__What the task asks__
Work out how many lines below contain "crate", then write only that number.

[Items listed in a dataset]
☆ ☆ ☆

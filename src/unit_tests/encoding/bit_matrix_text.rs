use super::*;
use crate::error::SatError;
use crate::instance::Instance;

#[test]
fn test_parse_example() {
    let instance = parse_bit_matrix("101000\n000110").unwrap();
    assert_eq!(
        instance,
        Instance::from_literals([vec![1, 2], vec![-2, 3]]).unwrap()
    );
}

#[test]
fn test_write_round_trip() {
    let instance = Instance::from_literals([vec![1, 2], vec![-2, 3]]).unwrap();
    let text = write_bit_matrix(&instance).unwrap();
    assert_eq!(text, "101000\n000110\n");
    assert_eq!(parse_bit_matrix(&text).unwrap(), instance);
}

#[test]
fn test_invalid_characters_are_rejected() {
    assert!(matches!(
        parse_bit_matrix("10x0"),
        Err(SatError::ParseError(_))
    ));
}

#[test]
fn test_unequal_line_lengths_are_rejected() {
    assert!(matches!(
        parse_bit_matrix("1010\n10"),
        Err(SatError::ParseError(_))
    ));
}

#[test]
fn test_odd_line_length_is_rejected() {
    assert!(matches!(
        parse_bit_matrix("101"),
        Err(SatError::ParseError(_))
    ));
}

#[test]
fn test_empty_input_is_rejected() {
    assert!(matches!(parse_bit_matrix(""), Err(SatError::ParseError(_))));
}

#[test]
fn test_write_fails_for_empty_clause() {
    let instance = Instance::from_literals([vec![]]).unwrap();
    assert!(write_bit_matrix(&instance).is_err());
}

☆ ☆ ☆

__Response area__
2